Ürdün Kralı II. Abdullah, BM Genel Kurulu’nda Filistin İçin Çağrıda Bulundu
Ürdün Kralı II. Abdullah, Birleşmiş Milletler Genel Kurulu’ndaki konuşmasıyla, uluslararası toplumu Gazze konusunda eleştirerek önemli bir mesaj verdi. Kral, “Somut adımlar atılmaksızın kınama üzerine kınama ile ne kadar süre daha devam edeceğiz?” diyerek bu duruma dikkat çekti.
Gazze’deki Durumun Kabul Edilmesi Olamaz
Kral Abdullah, konuşmanın odak noktasını Gazze Şeridi ve Filistin’e yönlendirerek, bu konuyu görmezden gelmenin insanlığın terk edilmesi anlamına geleceğini vurguladı. “Ben bunu asla yapmayacağım,” diyerek kararlılığını ilan etti.

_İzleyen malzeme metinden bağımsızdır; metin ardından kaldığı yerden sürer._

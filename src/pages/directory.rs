use std::cmp::Ordering;
use std::path::{Path, PathBuf};

use image::imageops::FilterType;
use tracing::{debug, info};

use super::{PageError, PageSource, RenderedPage};

const PAGE_EXTENSIONS: &[&str] = &["png", "jpg", "jpeg", "webp", "bmp", "tif", "tiff", "gif"];

/// A folder of page images, one file per page, ordered by file name with
/// digit runs compared numerically (`page2` before `page10`).
#[derive(Debug, Clone)]
pub struct ImageDirectory {
    pages: Vec<PathBuf>,
}

impl ImageDirectory {
    pub fn open(root: &Path) -> Result<Self, PageError> {
        let entries = std::fs::read_dir(root).map_err(|source| PageError::Io {
            path: root.to_path_buf(),
            source,
        })?;

        let mut pages: Vec<PathBuf> = entries
            .filter_map(|entry| entry.ok())
            .map(|entry| entry.path())
            .filter(|path| path.is_file() && is_page_image(path))
            .collect();
        if pages.is_empty() {
            return Err(PageError::Empty(root.to_path_buf()));
        }
        pages.sort_by(|a, b| natural_cmp(&file_name(a), &file_name(b)));

        info!("Opened {} pages from {:?}", pages.len(), root);
        Ok(Self { pages })
    }

    fn page_path(&self, page_number: u32) -> Result<&PathBuf, PageError> {
        let index = page_number.checked_sub(1).map(|i| i as usize);
        index
            .and_then(|i| self.pages.get(i))
            .ok_or(PageError::OutOfRange {
                page: page_number,
                count: self.page_count(),
            })
    }
}

impl PageSource for ImageDirectory {
    fn page_count(&self) -> u32 {
        self.pages.len() as u32
    }

    fn render_page(&self, page_number: u32, width_px: u32) -> Result<RenderedPage, PageError> {
        let path = self.page_path(page_number)?;
        let mut image = image::open(path).map_err(|source| PageError::Decode {
            path: path.clone(),
            source,
        })?;

        if width_px > 0 && width_px != image.width() {
            debug!(
                "Scaling page {} from {} to {} px wide",
                page_number,
                image.width(),
                width_px
            );
            image = image.resize(width_px, u32::MAX, FilterType::Triangle);
        }

        let rgba = image.to_rgba8();
        Ok(RenderedPage {
            width: rgba.width(),
            height: rgba.height(),
            rgba: rgba.into_raw(),
        })
    }

    fn page_label(&self, page_number: u32) -> Option<String> {
        self.page_path(page_number).ok().map(|p| file_name(p))
    }
}

fn is_page_image(path: &Path) -> bool {
    path.extension()
        .and_then(|ext| ext.to_str())
        .map(|ext| PAGE_EXTENSIONS.contains(&ext.to_ascii_lowercase().as_str()))
        .unwrap_or(false)
}

fn file_name(path: &Path) -> String {
    path.file_name()
        .map(|name| name.to_string_lossy().into_owned())
        .unwrap_or_default()
}

/// Compare strings treating runs of ASCII digits as numbers.
fn natural_cmp(a: &str, b: &str) -> Ordering {
    let mut a = a.chars().peekable();
    let mut b = b.chars().peekable();
    loop {
        match (a.peek().copied(), b.peek().copied()) {
            (None, None) => return Ordering::Equal,
            (None, Some(_)) => return Ordering::Less,
            (Some(_), None) => return Ordering::Greater,
            (Some(x), Some(y)) if x.is_ascii_digit() && y.is_ascii_digit() => {
                let left = take_number(&mut a);
                let right = take_number(&mut b);
                let order = left
                    .len()
                    .cmp(&right.len())
                    .then_with(|| left.cmp(&right));
                if order != Ordering::Equal {
                    return order;
                }
            }
            (Some(x), Some(y)) => {
                let order = x.to_ascii_lowercase().cmp(&y.to_ascii_lowercase());
                if order != Ordering::Equal {
                    return order;
                }
                a.next();
                b.next();
            }
        }
    }
}

/// Consume a digit run, without leading zeros.
fn take_number(chars: &mut std::iter::Peekable<std::str::Chars<'_>>) -> String {
    let mut digits = String::new();
    while let Some(c) = chars.peek().copied().filter(|c| c.is_ascii_digit()) {
        digits.push(c);
        chars.next();
    }
    let trimmed = digits.trim_start_matches('0');
    if trimmed.is_empty() {
        "0".to_string()
    } else {
        trimmed.to_string()
    }
}

#[cfg(test)]
mod tests {
    use super::*;

    fn scratch_dir(name: &str) -> PathBuf {
        let dir = std::env::temp_dir().join(format!("pidmark-{}-{}", name, std::process::id()));
        let _ = std::fs::remove_dir_all(&dir);
        std::fs::create_dir_all(&dir).unwrap();
        dir
    }

    fn write_page(dir: &Path, name: &str, width: u32, height: u32) {
        let image = image::RgbaImage::from_pixel(width, height, image::Rgba([255, 255, 255, 255]));
        image.save(dir.join(name)).unwrap();
    }

    #[test]
    fn test_natural_order() {
        let mut names = vec!["page10.png", "page2.png", "Page1.png", "page02b.png"];
        names.sort_by(|a, b| natural_cmp(a, b));
        assert_eq!(names, vec!["Page1.png", "page2.png", "page02b.png", "page10.png"]);
    }

    #[test]
    fn test_open_filters_and_orders_pages() {
        let dir = scratch_dir("order");
        write_page(&dir, "sheet10.png", 4, 2);
        write_page(&dir, "sheet2.png", 4, 2);
        std::fs::write(dir.join("notes.txt"), "not a page").unwrap();

        let pages = ImageDirectory::open(&dir).unwrap();
        assert_eq!(pages.page_count(), 2);
        assert_eq!(pages.page_label(1).as_deref(), Some("sheet2.png"));
        assert_eq!(pages.page_label(2).as_deref(), Some("sheet10.png"));
        assert!(pages.page_label(3).is_none());
        let _ = std::fs::remove_dir_all(&dir);
    }

    #[test]
    fn test_render_scales_to_width() {
        let dir = scratch_dir("render");
        write_page(&dir, "p1.png", 40, 20);

        let pages = ImageDirectory::open(&dir).unwrap();
        let page = pages.render_page(1, 20).unwrap();
        assert_eq!((page.width, page.height), (20, 10));
        assert_eq!(page.rgba.len(), 20 * 10 * 4);
        let _ = std::fs::remove_dir_all(&dir);
    }

    #[test]
    fn test_out_of_range_and_empty() {
        let dir = scratch_dir("empty");
        assert!(matches!(ImageDirectory::open(&dir), Err(PageError::Empty(_))));

        write_page(&dir, "p1.png", 2, 2);
        let pages = ImageDirectory::open(&dir).unwrap();
        assert!(matches!(
            pages.render_page(0, 10),
            Err(PageError::OutOfRange { page: 0, count: 1 })
        ));
        assert!(matches!(
            pages.render_page(2, 10),
            Err(PageError::OutOfRange { page: 2, count: 1 })
        ));
        let _ = std::fs::remove_dir_all(&dir);
    }
}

Kral, BM’nin kuruluş amacıyla çelişen bir sürecin yaşandığını ve Filistinlilerin son on yıllarda acımasız bir döngü içinde yaşadığını söylerken, bölgedeki şiddetin ve insan hakları ihlallerinin devam ettiğine dikkat çekti. “Ne kadar daha sürecek?” diye sordu.
Cahilleşmeyen Eleştiriler ve Geçici Çözümlerin Yetersizliği
Kral Abdullah, BM ve uluslararası toplumun Filistin’deki durumu düzeltmek adına yeterince adım atmadığını belirtti. İsrail’in Gazze’deki eylemlerini ise “BM tarihindeki en karanlık anlardan biri” olarak tanımladı. Ayrıca, geçici anlaşmaların kalıcı bir barış sağlamada yetersiz kaldığını ifade etti.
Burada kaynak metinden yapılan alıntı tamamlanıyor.